Supplied records below:
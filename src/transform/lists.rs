//! List fixups
//!
//! `ins` and `del` may not sit between `ol`/`ul` and their items, and a
//! wrapped deleted item would break the numbering. This pass moves markers
//! inside the items:
//!
//! - `<del><li>A</li></del><ins><li>B</li></ins>` becomes one item holding
//!   both changes
//! - `<ins><li>A</li></ins>` becomes `<li><ins>A</ins></li>`
//! - `<del><li>A</li></del>` becomes `<li class="del-li"><del>A</del></li>`

use crate::node::{tags, Children, Document, Element, Marker, Node, DEL_LI_CLASS};

use super::distribute::{distribute, flush_run, wrap_inner};
use super::internalize::internalize;
use super::{rewrite_children, Transform};

/// Fix list markup in place.
pub fn fix_lists(root: &mut Element) {
    rewrite_children(root, &mut |_, children| fix_list_children(children));
}

/// [`fix_lists`] as a pipeline step.
#[derive(Debug, Clone, Copy, Default)]
pub struct FixLists;

impl Transform for FixLists {
    fn transform(self, mut doc: Document) -> Document {
        fix_lists(&mut doc.root);
        doc
    }
}

fn fix_list_children(children: Children) -> Children {
    let mut out = Children::with_capacity(children.len());
    for node in internalize(children, &[tags::LI]) {
        match node {
            Node::Element(marker) if marker.has_child_tag(&[tags::LI]) => match marker.marker() {
                Some(Marker::Insert) => out.extend(distribute(*marker)),
                Some(Marker::Delete) => out.extend(unwrap_deleted_items(*marker)),
                None => out.push(Node::Element(marker)),
            },
            other => out.push(other),
        }
    }
    out
}

/// Free the items of a `del`: each item is classed `del-li` and its content
/// (possibly empty) deleted; runs of other children stay deleted.
fn unwrap_deleted_items(del: Element) -> Children {
    let template = Element {
        tag: del.tag,
        attrs: del.attrs,
        children: Children::new(),
    };
    let mut out = Children::new();
    let mut run = Children::new();
    for child in del.children {
        match child {
            Node::Element(mut item) if item.is(tags::LI) => {
                flush_run(&template, &mut run, &mut out);
                item.set_attr("class", DEL_LI_CLASS);
                wrap_inner(&mut item, &template);
                out.push(Node::Element(item));
            }
            other => run.push(other),
        }
    }
    flush_run(&template, &mut run, &mut out);
    out
}
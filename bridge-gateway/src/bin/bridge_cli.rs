//! Offline CLI wrapper around the converters (SPEC_FULL.md §1: named as an
//! external collaborator that still exists). Useful for inspecting what a
//! given Anthropic request or OpenAI response translates to without
//! standing up the gateway.

use std::io::{self, Read};
use std::process::ExitCode;

use bridge_core::anthropic::MessagesRequest;
use bridge_core::openai::ChatCompletionsResponse;
use clap::{Parser, Subcommand};

#[derive(Parser)]
#[command(name = "bridge-cli", about = "Inspect bridge-core request/response translations")]
struct Cli {
    #[command(subcommand)]
    command: Command,
}

#[derive(Subcommand)]
enum Command {
    /// Translate an Anthropic Messages request (read from stdin) into its
    /// OpenAI Chat Completions equivalent.
    Request {
        /// The upstream model name to stamp onto the translated request.
        #[arg(long)]
        upstream_model: String,
    },
    /// Translate an OpenAI Chat Completions response (read from stdin) into
    /// its Anthropic Messages equivalent.
    Response,
}

fn read_stdin() -> io::Result<String> {
    let mut buf = String::new();
    io::stdin().read_to_string(&mut buf)?;
    Ok(buf)
}

fn main() -> ExitCode {
    let cli = Cli::parse();

    let input = match read_stdin() {
        Ok(input) => input,
        Err(err) => {
            eprintln!("failed to read stdin: {err}");
            return ExitCode::FAILURE;
        }
    };

    let result = match cli.command {
        Command::Request { upstream_model } => run_request(&input, &upstream_model),
        Command::Response => run_response(&input),
    };

    match result {
        Ok(output) => {
            println!("{output}");
            ExitCode::SUCCESS
        }
        Err(err) => {
            eprintln!("{err}");
            ExitCode::FAILURE
        }
    }
}

fn run_request(input: &str, upstream_model: &str) -> Result<String, String> {
    let req: MessagesRequest = serde_json::from_str(input).map_err(|e| format!("invalid JSON: {e}"))?;
    let req = bridge_core::validate(req).map_err(|e| e.to_string())?;
    let upstream_req = bridge_core::request_xform(&req, upstream_model);
    serde_json::to_string_pretty(&upstream_req).map_err(|e| format!("failed to serialize: {e}"))
}

fn run_response(input: &str) -> Result<String, String> {
    let resp: ChatCompletionsResponse =
        serde_json::from_str(input).map_err(|e| format!("invalid JSON: {e}"))?;
    let anthropic_resp = bridge_core::response_xform(&resp).map_err(|e| e.to_string())?;
    serde_json::to_string_pretty(&anthropic_resp).map_err(|e| format!("failed to serialize: {e}"))
}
End of Supplied records.
• [Exercise directions] Write each line of the data down again exactly as it reads.

• [Response]
filename src/transform/lists.rs
//! List fixups
//!
//! `ins` and `del` may not sit between `ol`/`ul` and their items, and a
//! wrapped deleted item would break the numbering. This pass moves markers
//! inside the items:
//!
//! - `<del><li>A</li></del><ins><li>B</li></ins>` becomes one item holding
//!   both changes
//! - `<ins><li>A</li></ins>` becomes `<li><ins>A</ins></li>`
//! - `<del><li>A</li></del>` becomes `<li class="del-li"><del>A</del></li>`

use crate::node::{tags, Children, Document, Element, Marker, Node, DEL_LI_CLASS};

use super::distribute::{distribute, flush_run, wrap_inner};
use super::internalize::internalize;
use super::{rewrite_children, Transform};

/// Fix list markup in place.
pub fn fix_lists(root: &mut Element) {
    rewrite_children(root, &mut |_, children| fix_list_children(children));
}

/// [`fix_lists`] as a pipeline step.
#[derive(Debug, Clone, Copy, Default)]
pub struct FixLists;

impl Transform for FixLists {
    fn transform(self, mut doc: Document) -> Document {
        fix_lists(&mut doc.root);
        doc
    }
}

fn fix_list_children(children: Children) -> Children {
    let mut out = Children::with_capacity(children.len());
    for node in internalize(children, &[tags::LI]) {
        match node {
            Node::Element(marker) if marker.has_child_tag(&[tags::LI]) => match marker.marker() {
                Some(Marker::Insert) => out.extend(distribute(*marker)),
                Some(Marker::Delete) => out.extend(unwrap_deleted_items(*marker)),
                None => out.push(Node::Element(marker)),
            },
            other => out.push(other),
        }
    }
    out
}

/// Free the items of a `del`: each item is classed `del-li` and its content
/// (possibly empty) deleted; runs of other children stay deleted.
fn unwrap_deleted_items(del: Element) -> Children {
    let template = Element {
        tag: del.tag,
        attrs: del.attrs,
        children: Children::new(),
    };
    let mut out = Children::new();
    let mut run = Children::new();
    for child in del.children {
        match child {
            Node::Element(mut item) if item.is(tags::LI) => {
                flush_run(&template, &mut run, &mut out);
                item.set_attr("class", DEL_LI_CLASS);
                wrap_inner(&mut item, &template);
                out.push(Node::Element(item));
            }
            other => run.push(other),
        }
    }
    flush_run(&template, &mut run, &mut out);
    out
}
filename bridge-gateway/src/bin/bridge_cli.rs
//! Offline CLI wrapper around the converters (SPEC_FULL.md §1: named as an
//! external collaborator that still exists). Useful for inspecting what a
//! given Anthropic request or OpenAI response translates to without
//! standing up the gateway.

use std::io::{self, Read};
use std::process::ExitCode;

use bridge_core::anthropic::MessagesRequest;
use bridge_core::openai::ChatCompletionsResponse;
use clap::{Parser, Subcommand};

#[derive(Parser)]
#[command(name = "bridge-cli", about = "Inspect bridge-core request/response translations")]
struct Cli {
    #[command(subcommand)]
    command: Command,
}

#[derive(Subcommand)]
enum Command {
    /// Translate an Anthropic Messages request (read from stdin) into its
    /// OpenAI Chat Completions equivalent.
    Request {
        /// The upstream model name to stamp onto the translated request.
        #[arg(long)]
        upstream_model: String,
    },
    /// Translate an OpenAI Chat Completions response (read from stdin) into
    /// its Anthropic Messages equivalent.
    Response,
}

fn read_stdin() -> io::Result<String> {
    let mut buf = String::new();
    io::stdin().read_to_string(&mut buf)?;
    Ok(buf)
}

fn main() -> ExitCode {
    let cli = Cli::parse();

    let input = match read_stdin() {
        Ok(input) => input,
        Err(err) => {
            eprintln!("failed to read stdin: {err}");
            return ExitCode::FAILURE;
        }
    };

    let result = match cli.command {
        Command::Request { upstream_model } => run_request(&input, &upstream_model),
        Command::Response => run_response(&input),
    };

    match result {
        Ok(output) => {
            println!("{output}");
            ExitCode::SUCCESS
        }
        Err(err) => {
            eprintln!("{err}");
            ExitCode::FAILURE
        }
    }
}

fn run_request(input: &str, upstream_model: &str) -> Result<String, String> {
    let req: MessagesRequest = serde_json::from_str(input).map_err(|e| format!("invalid JSON: {e}"))?;
    let req = bridge_core::validate(req).map_err(|e| e.to_string())?;
    let upstream_req = bridge_core::request_xform(&req, upstream_model);
    serde_json::to_string_pretty(&upstream_req).map_err(|e| format!("failed to serialize: {e}"))
}

fn run_response(input: &str) -> Result<String, String> {
    let resp: ChatCompletionsResponse =
        serde_json::from_str(input).map_err(|e| format!("invalid JSON: {e}"))?;
    let anthropic_resp = bridge_core::response_xform(&resp).map_err(|e| e.to_string())?;
    serde_json::to_string_pretty(&anthropic_resp).map_err(|e| format!("failed to serialize: {e}"))
}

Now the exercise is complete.